--- RECORDS TO USE Enclosed Below ---
//! HTTP transport for `reel-query` against a TMDB-style movie API.
//!
//! This crate provides:
//! - `TmdbFetcher` - A `PageFetcher` over page-number-paginated REST
//!   endpoints, mapping the shared response envelope onto `Page`
//! - `FetchPolicy` / `EndpointClass` - Timeout and retry defaults per
//!   endpoint class
//! - `Movie` / `Person` - Item models for the list endpoints
//!
//! # Example
//!
//! ```ignore
//! use reel_data::{Movie, TmdbFetcher};
//! use reel_query::{QueryClient, QueryKey};
//!
//! let fetcher = TmdbFetcher::new("https://api.themoviedb.org/3")
//!     .with_api_key(api_key);
//! let client: QueryClient<Movie> = QueryClient::new(fetcher);
//!
//! let key = QueryKey::new("/search/movie").with_param("query", "dune")?;
//! client.ensure_first_page(&key).await;
//! ```

mod policy;
mod tmdb;
mod types;

pub use policy::*;
pub use tmdb::*;
pub use types::*;
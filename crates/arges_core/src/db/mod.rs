//! SQLite bootstrap and schema migration entry points.
//!
//! # Responsibility
//! - Open and configure the in-memory connection backing the catalog.
//! - Apply schema migrations in deterministic order.
//!
//! # Invariants
//! - Migration version is tracked via `PRAGMA user_version`.
//! - No catalog data is read or written before migrations succeed.

use std::error::Error;
use std::fmt::{Display, Formatter};

pub mod migrations;
mod open;

pub use open::{bootstrap_connection, open_db_in_memory};

pub type DbResult<T> = Result<T, DbError>;

#[derive(Debug)]
pub enum DbError {
    Sqlite(rusqlite::Error),
    UnsupportedSchemaVersion {
        db_version: u32,
        latest_supported: u32,
    },
}

impl Display for DbError {
    fn fmt(&self, f: &mut Formatter<'_>) -> std::fmt::Result {
        match self {
            Self::Sqlite(err) => write!(f, "{err}"),
            Self::UnsupportedSchemaVersion {
                db_version,
                latest_supported,
            } => write!(
                f,
                "catalog schema version {db_version} is newer than supported {latest_supported}"
            ),
        }
    }
}

impl Error for DbError {
    fn source(&self) -> Option<&(dyn Error + 'static)> {
        match self {
            Self::Sqlite(err) => Some(err),
            Self::UnsupportedSchemaVersion { .. } => None,
        }
    }
}

impl From<rusqlite::Error> for DbError {
    fn from(value: rusqlite::Error) -> Self {
        Self::Sqlite(value)
    }
}
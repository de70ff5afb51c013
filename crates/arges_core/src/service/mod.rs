//! Core use-case services.
//!
//! # Responsibility
//! - Orchestrate entity store and relationship index calls into catalog
//!   operations with consistency guarantees.
//! - Keep request/CLI layers decoupled from storage details.

pub mod data_service;
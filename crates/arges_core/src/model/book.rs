//! Book and Author entity records.
//!
//! # Responsibility
//! - Define the two entity shapes owned by the entity store.
//!
//! # Invariants
//! - `id` is assigned once at creation and never changes.
//! - Records never embed their related entities; relations are resolved
//!   on read through the relationship index.

use crate::model::id::EntityId;
use serde::{Deserialize, Serialize};

/// Identifier of a stored book.
pub type BookId = EntityId;

/// Identifier of a stored author.
pub type AuthorId = EntityId;

/// A book entry in the catalog.
#[derive(Debug, Clone, PartialEq, Eq, Hash, Serialize, Deserialize)]
pub struct Book {
    pub id: BookId,
    pub title: String,
}

impl Book {
    /// Builds a record for an already assigned identifier.
    pub fn with_id(id: BookId, title: impl Into<String>) -> Self {
        Self {
            id,
            title: title.into(),
        }
    }
}

/// An author entry in the catalog.
///
/// Authors are only created as a side effect of adding a book and are never
/// removed, even when no book references them anymore.
#[derive(Debug, Clone, PartialEq, Eq, Hash, Serialize, Deserialize)]
pub struct Author {
    pub id: AuthorId,
    pub name: String,
}

impl Author {
    /// Builds a record for an already assigned identifier.
    pub fn with_id(id: AuthorId, name: impl Into<String>) -> Self {
        Self {
            id,
            name: name.into(),
        }
    }
}
use arges_core::db::migrations::{apply_migrations, latest_version};
use arges_core::db::{bootstrap_connection, open_db_in_memory, DbError};
use rusqlite::Connection;

#[test]
fn open_db_in_memory_applies_all_migrations() {
    let conn = open_db_in_memory().unwrap();

    assert_eq!(schema_version(&conn), latest_version());
    assert_table_exists(&conn, "books");
    assert_table_exists(&conn, "authors");
    assert_table_exists(&conn, "book_authors");
}

#[test]
fn open_db_in_memory_enables_foreign_keys() {
    let conn = open_db_in_memory().unwrap();
    let enabled: i64 = conn
        .query_row("PRAGMA foreign_keys;", [], |row| row.get(0))
        .unwrap();
    assert_eq!(enabled, 1);
}

#[test]
fn applying_migrations_twice_is_idempotent() {
    let mut conn = Connection::open_in_memory().unwrap();
    bootstrap_connection(&mut conn).unwrap();
    apply_migrations(&mut conn).unwrap();

    assert_eq!(schema_version(&conn), latest_version());
}

#[test]
fn newer_schema_version_is_rejected() {
    let mut conn = Connection::open_in_memory().unwrap();
    conn.execute_batch("PRAGMA user_version = 999;").unwrap();

    let err = apply_migrations(&mut conn).unwrap_err();
    match err {
        DbError::UnsupportedSchemaVersion {
            db_version,
            latest_supported,
        } => {
            assert_eq!(db_version, 999);
            assert_eq!(latest_supported, latest_version());
        }
        other => panic!("unexpected error: {other}"),
    }
}

fn schema_version(conn: &Connection) -> u32 {
    conn.query_row("PRAGMA user_version;", [], |row| row.get(0))
        .unwrap()
}

fn assert_table_exists(conn: &Connection, table_name: &str) {
    let exists: i64 = conn
        .query_row(
            "SELECT EXISTS(
                SELECT 1
                FROM sqlite_master
                WHERE type = 'table' AND name = ?1
            );",
            [table_name],
            |row| row.get(0),
        )
        .unwrap();
    assert_eq!(exists, 1, "table {table_name} does not exist");
}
--- End of Enclosed RECORDS TO USE ---
EXERCISE INSTRUCTIONS: In the lines above, spot each one that contains the word "entry" and copy it.

OUTPUT OF THE EXERCISE:
//! SQLite bootstrap and schema migration entry points.
/// A book entry in the catalog.
/// An author entry in the catalog.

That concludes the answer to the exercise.